=== Work order ===
Please print only the top portion of the entries below, ending with the line that contains "pub const DEFAULT_X_API_BASE_URL: &str", exactly as written.
------------
//! Configuration module for the threadsbot service.
//!
//! This module contains the configuration structure and environment variable handling
//! for the HTTP server, the Twitter/X proxy and the GAME agent API.

use log::{debug, error, info, warn};
use std::env;
use std::fmt;
use std::str::FromStr;

use thiserror::Error;

/// Default base URL of the GAME Twitter proxy (Twitter API v2 paths are appended).
pub const DEFAULT_X_API_BASE_URL: &str = "https://twitter.game.virtuals.io/tweets";
/// Default base URL of the GAME agent API.
pub const DEFAULT_GAME_API_BASE_URL: &str = "https://sdk.game.virtuals.io";
/// Default URL used to exchange a GAME API key for an access token.
pub const DEFAULT_GAME_ACCESS_URL: &str = "https://api.virtuals.io/api";

/// Errors raised while loading configuration from the environment.
#[derive(Debug, Error)]
pub enum ConfigError {
    #[error("Missing {0} environment variable")]
    Missing(&'static str),
    #[error("{0} cannot be empty")]
    Empty(&'static str),
    #[error("PORT must be a valid number, got '{0}'")]
    InvalidPort(String),
    #[error("NODE_ENV must be one of development, production; got '{0}'")]
    InvalidEnvironment(String),
}

/// Deployment environment, read from `NODE_ENV`.
#[derive(Debug, Clone, Copy, PartialEq, Eq, Default)]
pub enum Environment {
    #[default]
    Development,
    Production,
}

impl Environment {
    pub fn is_production(self) -> bool {
        self == Environment::Production
    }
}

impl FromStr for Environment {
    type Err = ConfigError;

    fn from_str(s: &str) -> Result<Self, Self::Err> {
        match s.trim().to_ascii_lowercase().as_str() {
            "development" => Ok(Environment::Development),
            "production" => Ok(Environment::Production),
            other => Err(ConfigError::InvalidEnvironment(other.to_string())),
        }
    }
}

impl fmt::Display for Environment {
    fn fmt(&self, f: &mut fmt::Formatter<'_>) -> fmt::Result {
        match self {
            Environment::Development => f.write_str("development"),
            Environment::Production => f.write_str("production"),
        }
    }
}

/// Application configuration.
///
/// Holds the server port, the deployment environment and the two credentials the
/// service needs: the GAME API key (agent runtime) and the GAME Twitter access token
/// (Twitter/X proxy).
#[derive(Clone)]
pub struct AppConfig {
    /// Port the HTTP server listens on
    pub port: u16,
    /// Deployment environment
    pub environment: Environment,
    /// API key for the GAME agent API
    pub game_api_key: String,
    /// Access token for the GAME Twitter proxy
    pub game_twitter_access_token: String,
    /// Base URL of the Twitter proxy
    pub x_api_base_url: String,
    /// Base URL of the GAME agent API
    pub game_api_base_url: String,
    /// Base URL of the GAME access token endpoint
    pub game_access_url: String,
}

impl fmt::Debug for AppConfig {
    fn fmt(&self, f: &mut fmt::Formatter<'_>) -> fmt::Result {
        f.debug_struct("AppConfig")
            .field("port", &self.port)
            .field("environment", &self.environment)
            .field("game_api_key", &mask_secret(&self.game_api_key))
            .field(
                "game_twitter_access_token",
                &mask_secret(&self.game_twitter_access_token),
            )
            .field("x_api_base_url", &self.x_api_base_url)
            .field("game_api_base_url", &self.game_api_base_url)
            .field("game_access_url", &self.game_access_url)
            .finish()
    }
}

/// Masks a secret for logging, keeping at most the first and last few characters.
pub(crate) fn mask_secret(secret: &str) -> String {
    let len = secret.chars().count();
    if len > 16 {
        let prefix: String = secret.chars().take(8).collect();
        let suffix: String = secret.chars().skip(len - 4).collect();
        format!("{}...{}", prefix, suffix)
    } else if len > 8 {
        let prefix: String = secret.chars().take(4).collect();
        format!("{}...", prefix)
    } else {
        "***".to_string()
    }
}

/// Reads a required, non-empty secret from the environment.
fn required_secret(name: &'static str) -> Result<String, ConfigError> {
    match env::var(name) {
        Ok(value) => {
            let value = value.trim().to_string();
            if value.is_empty() {
                error!("{} is empty", name);
                return Err(ConfigError::Empty(name));
            }
            info!("Found {} environment variable with length: {}", name, value.len());
            debug!("{} (masked): {}", name, mask_secret(&value));
            if value.len() < 10 {
                warn!("{} seems unusually short ({} characters)", name, value.len());
            }
            Ok(value)
        }
        Err(_) => {
            error!("Make sure {} environment variable is set", name);
            Err(ConfigError::Missing(name))
        }
    }
}

/// Reads an optional URL override, trimming any trailing slash.
fn url_or_default(name: &str, default: &str) -> String {
    match env::var(name) {
        Ok(url) if !url.trim().is_empty() => {
            info!("Using {} override: {}", name, url.trim());
            url.trim().trim_end_matches('/').to_string()
        }
        _ => default.to_string(),
    }
}

fn parse_port(raw: Option<String>) -> Result<u16, ConfigError> {
    match raw {
        Some(value) => value
            .trim()
            .parse()
            .map_err(|_| ConfigError::InvalidPort(value)),
        None => Ok(3000),
    }
}

impl AppConfig {
    /// Creates a new `AppConfig` by loading values from environment variables.
    ///
    /// # Required Environment Variables
    ///
    /// - `GAME_API_KEY`: API key for the GAME agent runtime
    /// - `GAME_TWITTER_ACCESS_TOKEN`: access token for the GAME Twitter proxy
    ///
    /// # Optional Environment Variables
    ///
    /// - `PORT`: server port (defaults to 3000)
    /// - `NODE_ENV`: `development` or `production` (defaults to development)
    /// - `X_API_BASE_URL`, `GAME_API_BASE_URL`, `GAME_ACCESS_URL`: upstream overrides
    ///
    /// # Errors
    ///
    /// Returns a [`ConfigError`] when a required variable is missing or empty, or when
    /// `PORT`/`NODE_ENV` hold values that cannot be parsed.
    pub fn from_env() -> Result<Self, ConfigError> {
        info!("Loading configuration from environment variables");

        let port = parse_port(env::var("PORT").ok())?;
        let environment = match env::var("NODE_ENV") {
            Ok(value) => value.parse()?,
            Err(_) => {
                warn!("NODE_ENV not set, defaulting to development");
                Environment::Development
            }
        };

        let game_api_key = required_secret("GAME_API_KEY")?;
        let game_twitter_access_token = required_secret("GAME_TWITTER_ACCESS_TOKEN")?;

        let config = AppConfig {
            port,
            environment,
            game_api_key,
            game_twitter_access_token,
            x_api_base_url: url_or_default("X_API_BASE_URL", DEFAULT_X_API_BASE_URL),
            game_api_base_url: url_or_default("GAME_API_BASE_URL", DEFAULT_GAME_API_BASE_URL),
            game_access_url: url_or_default("GAME_ACCESS_URL", DEFAULT_GAME_ACCESS_URL),
        };

        info!(
            "Configuration loaded successfully (environment: {}, port: {})",
            config.environment, config.port
        );
        Ok(config)
    }
}

#[cfg(test)]
mod tests {
    use super::*;

    #[test]
    fn test_environment_parsing() {
        assert_eq!(
            "production".parse::<Environment>().unwrap(),
            Environment::Production
        );
        assert_eq!(
            " Development ".parse::<Environment>().unwrap(),
            Environment::Development
        );
        assert!("staging".parse::<Environment>().is_err());
    }

    #[test]
    fn test_parse_port() {
        assert_eq!(parse_port(None).unwrap(), 3000);
        assert_eq!(parse_port(Some("8080".to_string())).unwrap(), 8080);
        assert!(matches!(
            parse_port(Some("eighty".to_string())),
            Err(ConfigError::InvalidPort(_))
        ));
    }

    #[test]
    fn test_mask_secret_hides_middle() {
        assert_eq!(mask_secret("short"), "***");
        assert_eq!(mask_secret("abcdefghij"), "abcd...");
        assert_eq!(mask_secret("abcdefghijklmnopqrst"), "abcdefgh...qrst");
    }
}
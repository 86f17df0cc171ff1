//! Text formatting and validation utilities for Twitter content.
//!
//! This module contains the helpers that normalize usernames and append
//! `@mentions` to tweet text before it is submitted.

/// Normalizes a username supplied by a caller.
///
/// Surrounding whitespace and a single leading `@` are removed; the rest must be a
/// valid Twitter handle (1 to 15 letters, digits or underscores).
///
/// # Returns
///
/// - `Some(username)`: The bare username, without the `@` prefix
/// - `None`: If the input is not a valid handle
pub fn normalize_username(raw: &str) -> Option<String> {
    let trimmed = raw.trim();
    let bare = trimmed.strip_prefix('@').unwrap_or(trimmed);

    let re = regex::Regex::new(r"^[A-Za-z0-9_]{1,15}$").ok()?;
    if re.is_match(bare) {
        Some(bare.to_string())
    } else {
        None
    }
}

/// Appends mentions to tweet content.
///
/// With no mentions the content is returned unchanged. Otherwise the mentions are
/// placed after a blank line, each prefixed with `@` and separated by spaces:
/// `format_mentions("hi", &["bob"])` yields `"hi\n\n@bob"`.
///
/// # Errors
///
/// Returns the offending entry when a mention is not a valid username.
pub fn format_mentions<S: AsRef<str>>(content: &str, mentions: &[S]) -> Result<String, String> {
    let handles = mentions
        .iter()
        .map(|m| {
            normalize_username(m.as_ref())
                .map(|u| format!("@{}", u))
                .ok_or_else(|| m.as_ref().to_string())
        })
        .collect::<Result<Vec<_>, _>>()?;

    if handles.is_empty() {
        Ok(content.to_string())
    } else {
        Ok(format!("{}\n\n{}", content, handles.join(" ")))
    }
}
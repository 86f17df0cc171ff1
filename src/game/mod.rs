//! GAME autonomous agent runtime.
//!
//! Planning happens remotely; this module registers the agent with the GAME API,
//! asks it for actions and runs the chosen functions locally.

mod agent;
mod client;
mod function;
mod twitter_plugin;

use async_trait::async_trait;

pub use agent::{AgentConfig, GameAgent, LlmModel, StepOutcome};
pub use client::{ActionType, GameClient, GameError};
pub use function::{
    ExecutableGameFunctionResponse, ExecutableGameFunctionStatus, FunctionArg, FunctionArgs,
    FunctionExecutable, GameFunction, GameWorker,
};
pub use twitter_plugin::{twitter_worker, TWITTER_WORKER_ID};

/// The agent as seen by the service: initialized once, then stepped on demand.
#[async_trait]
pub trait AgentRuntime: Send + Sync {
    async fn init(&self) -> Result<(), GameError>;

    async fn step(&self) -> Result<StepOutcome, GameError>;
}
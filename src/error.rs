//! Errors surfaced to HTTP callers.
//!
//! Upstream failures are translated once, here: a Twitter 429 becomes a rate-limit
//! error carrying the reset time, a Twitter 400 becomes an authentication error, and
//! everything else is wrapped with the name of the operation that failed.

use axum::{
    http::StatusCode,
    response::{IntoResponse, Json, Response},
};
use log::error;
use serde_json::json;
use thiserror::Error;

use crate::game::GameError;
use crate::twitter::TwitterError;

#[derive(Debug, Error)]
pub enum ServiceError {
    #[error("Rate limit exceeded. Please try again after {reset}")]
    RateLimited { reset: String },
    #[error("Authentication error. Please check your Twitter credentials.")]
    Authentication,
    #[error("{0}")]
    InvalidInput(String),
    #[error("{0}")]
    NotFound(String),
    #[error("Failed to {operation}: {message}")]
    Upstream {
        operation: &'static str,
        message: String,
    },
}

/// Renders an `x-rate-limit-reset` value (unix seconds) as an RFC 3339 timestamp.
fn format_reset(reset: Option<&str>) -> String {
    match reset {
        Some(raw) => raw
            .trim()
            .parse::<i64>()
            .ok()
            .and_then(|secs| chrono::DateTime::from_timestamp(secs, 0))
            .map(|dt| dt.to_rfc3339())
            .unwrap_or_else(|| raw.to_string()),
        None => "the rate limit window resets".to_string(),
    }
}

impl ServiceError {
    /// Translates a Twitter client error raised while performing `operation`.
    pub fn from_twitter(operation: &'static str, err: TwitterError) -> Self {
        error!("Error in {}: {}", operation, err);
        match &err {
            TwitterError::Api {
                status: 429,
                rate_limit_reset,
                ..
            } => ServiceError::RateLimited {
                reset: format_reset(rate_limit_reset.as_deref()),
            },
            _ if err.status() == Some(429) => ServiceError::RateLimited {
                reset: format_reset(None),
            },
            _ if err.status() == Some(400) => ServiceError::Authentication,
            _ => ServiceError::Upstream {
                operation,
                message: err.message(),
            },
        }
    }

    pub fn from_agent(operation: &'static str, err: GameError) -> Self {
        error!("Agent error in {}: {}", operation, err);
        ServiceError::Upstream {
            operation,
            message: err.to_string(),
        }
    }

    pub fn status_code(&self) -> StatusCode {
        match self {
            ServiceError::RateLimited { .. } => StatusCode::TOO_MANY_REQUESTS,
            ServiceError::Authentication => StatusCode::UNAUTHORIZED,
            ServiceError::InvalidInput(_) => StatusCode::BAD_REQUEST,
            ServiceError::NotFound(_) => StatusCode::NOT_FOUND,
            ServiceError::Upstream { .. } => StatusCode::INTERNAL_SERVER_ERROR,
        }
    }

    fn kind(&self) -> &'static str {
        match self {
            ServiceError::RateLimited { .. } => "rate_limited",
            ServiceError::Authentication => "authentication",
            ServiceError::InvalidInput(_) => "invalid_input",
            ServiceError::NotFound(_) => "not_found",
            ServiceError::Upstream { .. } => "upstream",
        }
    }
}

impl IntoResponse for ServiceError {
    fn into_response(self) -> Response {
        let status = self.status_code();
        let body = json!({
            "status": "error",
            "message": self.to_string(),
            "error": self.kind(),
        });
        (status, Json(body)).into_response()
    }
}
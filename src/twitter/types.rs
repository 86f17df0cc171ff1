//! Wire types for Twitter API v2 responses.
//!
//! Only the fields the service reads are modelled. Every optional section of a v2
//! response defaults, so an empty timeline decodes to an empty `data` list.

use serde::{Deserialize, Serialize};

/// Engagement counters attached to a tweet when `tweet.fields=public_metrics` is requested.
#[derive(Debug, Clone, Default, PartialEq, Eq, Serialize, Deserialize)]
pub struct PublicMetrics {
    #[serde(default)]
    pub retweet_count: u64,
    #[serde(default)]
    pub reply_count: u64,
    #[serde(default)]
    pub like_count: u64,
    #[serde(default)]
    pub quote_count: u64,
    #[serde(default)]
    pub impression_count: u64,
}

#[derive(Debug, Clone, Default, PartialEq, Eq, Serialize, Deserialize)]
pub struct Tweet {
    pub id: String,
    #[serde(default)]
    pub text: String,
    #[serde(default)]
    pub author_id: Option<String>,
    #[serde(default)]
    pub conversation_id: Option<String>,
    #[serde(default)]
    pub created_at: Option<String>,
    #[serde(default)]
    pub public_metrics: Option<PublicMetrics>,
}

#[derive(Debug, Clone, Default, PartialEq, Eq, Serialize, Deserialize)]
pub struct User {
    pub id: String,
    #[serde(default)]
    pub name: String,
    pub username: String,
}

/// Objects expanded alongside the primary data (`expansions=author_id`).
#[derive(Debug, Clone, Default, Serialize, Deserialize)]
pub struct Includes {
    #[serde(default)]
    pub users: Vec<User>,
}

/// Paging information reported alongside a list of tweets.
#[derive(Debug, Clone, Default, Serialize, Deserialize)]
pub struct Meta {
    #[serde(default)]
    pub result_count: Option<u64>,
    #[serde(default)]
    pub next_token: Option<String>,
}

/// A page of tweets as returned by timeline, mention and search endpoints.
#[derive(Debug, Clone, Default, Serialize, Deserialize)]
pub struct TweetList {
    #[serde(default)]
    pub data: Vec<Tweet>,
    #[serde(default)]
    pub includes: Includes,
    #[serde(default)]
    pub meta: Option<Meta>,
}

impl TweetList {
    /// Finds an expanded user by id.
    pub fn author(&self, author_id: &str) -> Option<&User> {
        self.includes.users.iter().find(|u| u.id == author_id)
    }
}

/// Envelope for single-object lookups. `data` is absent when the object was not found.
#[derive(Debug, Clone, Deserialize)]
pub(crate) struct Single<T> {
    pub data: Option<T>,
}

#[derive(Debug, Clone, Deserialize)]
pub(crate) struct LikeStatus {
    #[serde(default)]
    pub liked: bool,
}

#[cfg(test)]
mod tests {
    use super::*;

    #[test]
    fn test_empty_timeline_decodes_to_empty_list() {
        let list: TweetList =
            serde_json::from_str(r#"{"meta":{"result_count":0}}"#).unwrap();
        assert!(list.data.is_empty());
        assert!(list.includes.users.is_empty());
        assert_eq!(list.meta.unwrap().result_count, Some(0));
    }

    #[test]
    fn test_timeline_with_expansions() {
        let body = r#"{
            "data": [
                {"id": "1", "text": "hello", "author_id": "42", "created_at": "2024-01-01T00:00:00.000Z",
                 "public_metrics": {"like_count": 3, "retweet_count": 1, "reply_count": 0, "quote_count": 0}}
            ],
            "includes": {"users": [{"id": "42", "name": "Alice", "username": "alice"}]}
        }"#;
        let list: TweetList = serde_json::from_str(body).unwrap();
        assert_eq!(list.data.len(), 1);
        assert_eq!(list.author("42").unwrap().username, "alice");
        assert!(list.author("7").is_none());

        let metrics = list.data[0].public_metrics.clone().unwrap();
        assert_eq!(metrics.like_count, 3);
        assert_eq!(metrics.impression_count, 0);
    }

    #[test]
    fn test_missing_single_object() {
        let single: Single<User> = serde_json::from_str(
            r#"{"errors":[{"detail":"Could not find user with username: [nobody]."}]}"#,
        )
        .unwrap();
        assert!(single.data.is_none());
    }
}
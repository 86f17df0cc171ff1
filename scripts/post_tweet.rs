//! Tweet Posting Script
//!
//! Posts a single tweet through the GAME Twitter proxy, without starting the server.
//! The access token is read from `GAME_TWITTER_ACCESS_TOKEN` or prompted for; the
//! message and optional mentions are prompted for.

use std::env;
use std::io::{self, Write};

use threadsbot::config::DEFAULT_X_API_BASE_URL;
use threadsbot::twitter::{format_mentions, TwitterClient};

/// Prints `label` and reads one trimmed line from stdin.
fn prompt(label: &str) -> io::Result<String> {
    print!("{}", label);
    io::stdout().flush()?;
    let mut line = String::new();
    io::stdin().read_line(&mut line)?;
    Ok(line.trim().to_string())
}

#[tokio::main]
async fn main() -> Result<(), Box<dyn std::error::Error + Send + Sync>> {
    println!("🐦 Tweet Posting Tool");
    println!("=====================");

    let access_token = match env::var("GAME_TWITTER_ACCESS_TOKEN") {
        Ok(token) if !token.trim().is_empty() => {
            println!("🔑 Using GAME_TWITTER_ACCESS_TOKEN from environment");
            token.trim().to_string()
        }
        _ => prompt("🔑 Enter your GAME Twitter access token: ")?,
    };
    if access_token.is_empty() {
        println!("❌ Access token cannot be empty!");
        return Err("Access token is required".into());
    }

    let tweet_text = prompt("📝 Enter your tweet message: ")?;
    if tweet_text.is_empty() {
        println!("❌ Tweet message cannot be empty!");
        return Err("Tweet message is required".into());
    }

    let mentions: Vec<String> = prompt("👥 Mentions (space separated, optional): ")?
        .split_whitespace()
        .map(|s| s.to_string())
        .collect();
    let text = format_mentions(&tweet_text, &mentions)
        .map_err(|bad| format!("Invalid mention '{}'", bad))?;

    // Twitter's limit is 280 characters
    if text.chars().count() > 280 {
        println!(
            "❌ Tweet is too long! {} characters (max 280)",
            text.chars().count()
        );
        return Err("Tweet exceeds 280 character limit".into());
    }
    println!("📏 Tweet length: {} characters", text.chars().count());

    let base_url = env::var("X_API_BASE_URL").unwrap_or_else(|_| DEFAULT_X_API_BASE_URL.to_string());
    let client = TwitterClient::new(&base_url, &access_token);

    println!("\n🚀 Posting your tweet...");
    match client.post_tweet(&text).await {
        Ok(tweet) => {
            println!("\n🎉 Success! Your tweet has been posted.");
            println!("🆔 Tweet id: {}", tweet.id);
        }
        Err(e) => {
            println!("\n💥 Failed to post tweet: {}", e);
            return Err(e.into());
        }
    }

    Ok(())
}
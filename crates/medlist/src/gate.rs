//! Editor mode gate.
//!
//! Editor mode unlocks edit and delete. The PIN is a shared configuration
//! value compared in plain text: this is a UI convenience, not access
//! control. Anything that needs real protection must be checked by a server
//! against a real credential.

use tracing::debug;

use crate::error::{Error, Result};

/// Whether editor affordances are available.
#[derive(Debug, Clone, Copy, PartialEq, Eq, Default)]
pub enum EditorMode {
    /// Read-only directory; registration is still allowed.
    #[default]
    Locked,
    /// Edit and delete are available.
    Unlocked,
}

/// Two-state gate around editor mode.
#[derive(Debug, Clone)]
pub struct EditorGate {
    pin: String,
    mode: EditorMode,
}

impl EditorGate {
    /// Create a locked gate that opens on `pin`.
    #[must_use]
    pub fn new(pin: impl Into<String>) -> Self {
        Self {
            pin: pin.into(),
            mode: EditorMode::Locked,
        }
    }

    /// Current mode.
    #[must_use]
    pub fn mode(&self) -> EditorMode {
        self.mode
    }

    /// Whether editor mode is on.
    #[must_use]
    pub fn is_unlocked(&self) -> bool {
        self.mode == EditorMode::Unlocked
    }

    /// Try to enter editor mode. Returns whether the gate is now unlocked.
    ///
    /// Only an exact match unlocks. A wrong attempt leaves the mode as it
    /// was, so an already unlocked gate stays unlocked.
    pub fn unlock(&mut self, attempt: &str) -> bool {
        if attempt == self.pin {
            self.mode = EditorMode::Unlocked;
        } else {
            debug!("Editor PIN rejected");
        }
        self.is_unlocked()
    }

    /// Leave editor mode.
    pub fn lock(&mut self) {
        self.mode = EditorMode::Locked;
    }

    /// Fail unless editor mode is on.
    ///
    /// # Errors
    ///
    /// Returns [`Error::EditorLocked`] when the gate is locked.
    pub fn require_unlocked(&self) -> Result<()> {
        if self.is_unlocked() {
            Ok(())
        } else {
            Err(Error::EditorLocked)
        }
    }
}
------------
=== Answer for this exercise ===
//! Configuration module for the threadsbot service.
//!
//! This module contains the configuration structure and environment variable handling
//! for the HTTP server, the Twitter/X proxy and the GAME agent API.

use log::{debug, error, info, warn};
use std::env;
use std::fmt;
use std::str::FromStr;

use thiserror::Error;

/// Default base URL of the GAME Twitter proxy (Twitter API v2 paths are appended).
pub const DEFAULT_X_API_BASE_URL: &str = "https://twitter.game.virtuals.io/tweets";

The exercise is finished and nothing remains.